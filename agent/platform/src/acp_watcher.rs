//! Converges platform-held access control policies into cluster resources.

use crate::client::{AcpResource, PlatformClient};
use ahash::AHashMap as HashMap;
use chrono::{SecondsFormat, Utc};
use hub_agent_core::spec_hash;
use hub_agent_k8s_api::access_control_policy::AccessControlPolicyStatus;
use hub_agent_k8s_api::{
    AccessControlPolicy, Api, Client, DeleteParams, Patch, PatchParams, PostParams, ResourceExt,
};
use kube::runtime::reflector::Store;
use std::sync::Arc;
use std::time::Duration;
use tokio::time;
use tracing::{debug, info, warn};

pub struct AcpWatcher {
    platform: Arc<PlatformClient>,
    client: Client,
    store: Store<AccessControlPolicy>,
    period: Duration,
}

impl AcpWatcher {
    pub fn new(
        platform: Arc<PlatformClient>,
        client: Client,
        store: Store<AccessControlPolicy>,
        period: Duration,
    ) -> Self {
        Self {
            platform,
            client,
            store,
            period,
        }
    }

    pub async fn run(self) {
        if let Err(error) = self.store.wait_until_ready().await {
            warn!(%error, "Access control policy cache never became ready");
            return;
        }
        let mut interval = time::interval(self.period);
        interval.set_missed_tick_behavior(time::MissedTickBehavior::Delay);
        loop {
            interval.tick().await;
            if let Err(error) = self.tick().await {
                warn!(%error, "Access control policy sync aborted");
            }
        }
    }

    async fn tick(&self) -> anyhow::Result<()> {
        let fetched = self.platform.get_acps().await?;
        let desired = key_by_name(fetched);

        let api: Api<AccessControlPolicy> = Api::all(self.client.clone());
        let existing: HashMap<String, Arc<AccessControlPolicy>> = self
            .store
            .state()
            .into_iter()
            .map(|obj| (obj.name_unchecked(), obj))
            .collect();

        for (name, resource) in &desired {
            if let Err(error) = self.sync_one(&api, existing.get(name), resource).await {
                warn!(%name, %error, "Failed to sync access control policy");
            }
        }

        // Deletions happen after all creates and updates.
        for (name, _) in existing.iter().filter(|(name, _)| !desired.contains_key(*name)) {
            match api.delete(name, &DeleteParams::default()).await {
                Ok(_) => info!(%name, "Deleted access control policy"),
                Err(error) => warn!(%name, %error, "Failed to delete access control policy"),
            }
        }

        Ok(())
    }

    async fn sync_one(
        &self,
        api: &Api<AccessControlPolicy>,
        current: Option<&Arc<AccessControlPolicy>>,
        resource: &AcpResource,
    ) -> anyhow::Result<()> {
        let hash = spec_hash(&resource.spec)?;
        let status = sync_status(&resource.version, &hash);

        match current {
            None => {
                let mut policy = AccessControlPolicy::new(
                    &resource.name,
                    resource.spec.clone(),
                );
                policy.status = Some(status);
                api.create(&PostParams::default(), &policy).await?;
                info!(name = %resource.name, "Created access control policy");
            }
            Some(existing) if !is_synced(existing, &hash) => {
                let patch = serde_json::json!({
                    "spec": resource.spec,
                    "status": status,
                });
                api.patch(
                    &resource.name,
                    &PatchParams::default(),
                    &Patch::Merge(&patch),
                )
                .await?;
                info!(name = %resource.name, "Updated access control policy");
            }
            Some(_) => debug!(name = %resource.name, "Access control policy up to date"),
        }

        Ok(())
    }
}

/// Later entries win when the platform returns the same name twice.
fn key_by_name(resources: Vec<AcpResource>) -> HashMap<String, AcpResource> {
    let mut keyed = HashMap::with_capacity(resources.len());
    for resource in resources {
        keyed.insert(resource.name.clone(), resource);
    }
    keyed
}

fn is_synced(existing: &AccessControlPolicy, hash: &str) -> bool {
    existing
        .status
        .as_ref()
        .and_then(|status| status.spec_hash.as_deref())
        .map(|current| current == hash)
        .unwrap_or(false)
}

fn sync_status(version: &str, hash: &str) -> AccessControlPolicyStatus {
    AccessControlPolicyStatus {
        version: Some(version.to_string()),
        synced_at: Some(Utc::now().to_rfc3339_opts(SecondsFormat::Secs, true)),
        spec_hash: Some(hash.to_string()),
    }
}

* * * * * * * * *

▶ [YOUR INSTRUCTIONS]
From the first line of the records to the line containing "use hub_agent_core::spec_hash;", inclusive, transcribe everything exactly and leave out the rest.

▶ [ANSWER FOR THE TASK]
filename agent/platform/src/acp_watcher.rs
//! Converges platform-held access control policies into cluster resources.

use crate::client::{AcpResource, PlatformClient};
use ahash::AHashMap as HashMap;
use chrono::{SecondsFormat, Utc};
use hub_agent_core::spec_hash;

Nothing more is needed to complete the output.